- Genre: Crime drama
- Created by: Liam O'Brien
- Directed by: Robert Stevens John English David Orrick McDearmon
- Starring: Edmond O'Brien Arthur Batanides Barney Phillips Yuki Shimoda
- Narrated by: Edmond O'Brien
- Opening theme: "Lullaby of Broadway" performed by Joe Bushkin
- Composers: Gerald Fried Joe Bushkin Richard Shores
- Country of origin: United States
- Original language: English
- No. of seasons: 1
- No. of episodes: 39

Production
- Producer: Jack Chertok
- Cinematography: Ellsworth Fredricks Bud Thackery Irving Lippman John F. Warren Ray Cory Benjamin H. Kline Neal Beckner
- Editor: Sam E. Waxman
- Camera setup: Single-camera
- Running time: 22–24 minutes
- Production companies: Midnight Productions Revue Studios

Original release
- Network: Syndication
- Release: January 3 – September 21, 1960

= Johnny Midnight (TV series) =

Johnny Midnight is an American crime drama that aired for one season in syndication from January 3, 1960, to September 21, 1960. The series stars Edmond O'Brien as the titular character.

==Synopsis==
O'Brien portrayed Johnny Midnight, a New York City actor turned private detective. Midnight's cases frequently focused upon Times Square and Broadway, where he had triumphed earlier on stage. Midnight lives in a Manhattan penthouse at Broadway and West 41st Street and owns The Midnight Theater. He often eats at Lindy's Bar, which enables him to maintain contact with his friends from show business. In addition to taking on individual clients, he often investigates cases for the Mutual Insurance Company. His acting experience sometimes helps when he uses a disguise during an investigation.

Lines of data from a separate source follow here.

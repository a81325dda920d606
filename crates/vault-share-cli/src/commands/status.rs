//! Status command - snapshot of every upload job and active share's sync
//! progress for this vault.

use std::path::PathBuf;

use anyhow::{Context, Result};
use clap::Args as ClapArgs;
use serde::Serialize;
use tracing::instrument;

use crate::engines::{self, Engines};
use crate::output::create_table;

#[derive(ClapArgs, Clone)]
pub struct Args {
    /// Directory the machine-local remote store persists to
    #[arg(long)]
    pub remote_dir: Option<PathBuf>,

    /// Output as JSON
    #[arg(long)]
    pub json: bool,
}

#[derive(Serialize)]
struct UploadJobStatus {
    job_id: uuid::Uuid,
    status: String,
}

#[derive(Serialize)]
struct ShareSyncStatus {
    share_vault_id: uuid::Uuid,
    sync_status: String,
    fraction_completed: f64,
    message: String,
}

#[derive(Serialize)]
struct StatusReport {
    sync_status: String,
    upload_jobs: Vec<UploadJobStatus>,
    shares: Vec<ShareSyncStatus>,
}

#[instrument(level = "info", name = "cmd::status", skip_all, fields(vault = %vault.display()))]
pub async fn execute(vault: &std::path::Path, args: &Args) -> Result<()> {
    let remote_dir = args.remote_dir.clone().unwrap_or_else(engines::default_remote_dir);
    let Engines { upload, sync, storage, .. } = engines::build(vault, &remote_dir);

    let upload_jobs: Vec<UploadJobStatus> = upload
        .list_jobs()
        .into_iter()
        .map(|(job_id, status)| UploadJobStatus { job_id, status: format!("{status:?}") })
        .collect();

    let index = storage.load_index().await.context("failed to load vault share index")?;
    let mut shares = Vec::new();
    for share_vault_id in index.active_shares.keys().copied() {
        if let Some(progress) = sync.share_progress(share_vault_id) {
            shares.push(ShareSyncStatus {
                share_vault_id,
                sync_status: format!("{:?}", progress.status),
                fraction_completed: progress.fraction_completed,
                message: progress.message,
            });
        }
    }

    let report = StatusReport {
        sync_status: format!("{:?}", sync.aggregate_status().await),
        upload_jobs,
        shares,
    };

    if args.json {
        println!("{}", serde_json::to_string_pretty(&report)?);
    } else {
        println!("sync status: {}", report.sync_status);

        let mut jobs_table = create_table();
        jobs_table.set_header(vec!["Upload Job", "Status"]);
        for job in &report.upload_jobs {
            jobs_table.add_row(vec![job.job_id.to_string(), job.status.clone()]);
        }
        println!("{jobs_table}");

        let mut shares_table = create_table();
        shares_table.set_header(vec!["Share Vault ID", "Status", "Progress", "Message"]);
        for share in &report.shares {
            shares_table.add_row(vec![
                share.share_vault_id.to_string(),
                share.sync_status.clone(),
                format!("{:.0}%", share.fraction_completed * 100.0),
                share.message.clone(),
            ]);
        }
        println!("{shares_table}");
    }
    Ok(())
}
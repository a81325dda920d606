//! Shared fixtures for the scenario integration tests, mirroring
//! `oxidized-cryptolib/tests/common`'s shape: one helper module per
//! concern, built from each engine's own `#[cfg(test)] make_engine`
//! pattern but usable from outside the crate.

use std::path::Path;
use std::sync::Arc;

use chrono::Utc;
use uuid::Uuid;

use vault_share_core::crypto::AeadCrypto;
use vault_share_core::remote::fake_store::InMemoryRemoteStore;
use vault_share_core::remote::RemoteStore;
use vault_share_core::vaultstorage::{FilesystemVaultStorage, VaultStorage};
use vault_share_engine::platform::{BackgroundExecution, DeferredTaskScheduler, NoopPlatform};
use vault_share_engine::{ImportEngine, SyncEngine, UploadEngine};

/// Switches key derivation to the cheap test KDF parameters, the way every
/// engine's own test module does before deriving a share key.
pub fn fast_kdf() {
    std::env::set_var("VAULT_SHARE_FAST_KDF", "1");
}

pub struct Harness {
    pub storage: Arc<FilesystemVaultStorage>,
    pub remote: Arc<InMemoryRemoteStore>,
    pub upload: Arc<UploadEngine>,
    pub sync: Arc<SyncEngine>,
    pub import: Arc<ImportEngine>,
    pub base_dir: std::path::PathBuf,
    pub cache_root: std::path::PathBuf,
}

#[must_use]
pub fn build(tmp: &Path) -> Harness {
    build_on(tmp, Arc::new(InMemoryRemoteStore::new()))
}

/// Builds a second vault's engines against a remote already in use by
/// another harness, the way an import recipient and the sharing owner
/// are two different local vaults talking to the same record store.
#[must_use]
pub fn build_on(tmp: &Path, remote: Arc<InMemoryRemoteStore>) -> Harness {
    let storage = Arc::new(FilesystemVaultStorage::new(tmp.join("vault")));
    let platform = Arc::new(NoopPlatform::new());
    let base_dir = tmp.join("pending_uploads");
    let cache_root = tmp.join("cache");

    let upload = Arc::new(UploadEngine::new(
        Arc::new(AeadCrypto),
        Arc::clone(&storage) as Arc<dyn VaultStorage>,
        Arc::clone(&remote) as Arc<dyn RemoteStore>,
        Arc::clone(&platform) as Arc<dyn BackgroundExecution>,
        Arc::clone(&platform) as Arc<dyn DeferredTaskScheduler>,
        base_dir.clone(),
        cache_root.clone(),
    ));
    let sync = Arc::new(SyncEngine::new(
        Arc::new(AeadCrypto),
        Arc::clone(&storage) as Arc<dyn VaultStorage>,
        Arc::clone(&remote) as Arc<dyn RemoteStore>,
        Arc::clone(&platform) as Arc<dyn BackgroundExecution>,
        tmp.join("pending_syncs"),
        cache_root.clone(),
    ));
    let import = Arc::new(ImportEngine::new(
        Arc::new(AeadCrypto),
        Arc::clone(&storage) as Arc<dyn VaultStorage>,
        Arc::clone(&remote) as Arc<dyn RemoteStore>,
        Arc::clone(&platform) as Arc<dyn BackgroundExecution>,
        tmp.join("pending_imports"),
    ));

    Harness { storage, remote, upload, sync, import, base_dir, cache_root }
}

/// Stores one plaintext file under vault storage and returns its id.
pub async fn store_file(storage: &FilesystemVaultStorage, name: &str, mime: &str, content: Vec<u8>) -> Uuid {
    let id = Uuid::new_v4();
    storage.store_file(id, name, mime, Utc::now(), None, None, content).await.unwrap();
    id
}

/// A byte buffer of exactly `len` bytes, cheap to build and distinct per
/// `seed` so two files never hash identically.
#[must_use]
pub fn sized_content(seed: u8, len: usize) -> Vec<u8> {
    vec![seed; len]
}

/// Marks a file deleted directly in `FilesystemVaultStorage`'s on-disk
/// `headers.json`, standing in for "the owner removed this file" since
/// `VaultStorage` has no public tombstone method (deletion happens inside
/// the real vault storage this trait abstracts away, per its own doc
/// comment on `list_active_files`).
pub async fn mark_deleted(vault_root: &Path, id: Uuid) {
    let path = vault_root.join("headers.json");
    let bytes = tokio::fs::read(&path).await.unwrap();
    let mut raw: Vec<serde_json::Value> = serde_json::from_slice(&bytes).unwrap();
    for entry in &mut raw {
        if entry["id"] == serde_json::json!(id) {
            entry["deleted"] = serde_json::json!(true);
        }
    }
    tokio::fs::write(&path, serde_json::to_vec(&raw).unwrap()).await.unwrap();
}
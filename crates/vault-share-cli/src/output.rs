//! Shared table styling for the human-readable (non-`--json`) output path.

use comfy_table::presets::UTF8_FULL;
use comfy_table::{ContentArrangement, Table};

#[must_use]
pub fn create_table() -> Table {
    let mut table = Table::new();
    table.load_preset(UTF8_FULL).set_content_arrangement(ContentArrangement::Dynamic);
    table
}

O'Brien said that he took the role after turning down other offers to star in TV series because the show "had a concept and setting totally different from anything in the mystery-adventure field. It was a story about the real drama of life as contrasted with Broadway play life." The theme song of the series is "Lullaby of Broadway", performed by Joe Bushkin.

The supporting cast included Arthur Batanides as Sergeant Lupo Olvera, Barney Phillips as Lieutenant Sam Geller, and Yuki Shimoda as Uki, Midnight's wise-cracking Japanese manservant.

==Production notes==
Jack Chertok produced the program, prior to his association with the sitcom My Favorite Martian. O'Brien's brother, Liam, originated the premise for the program.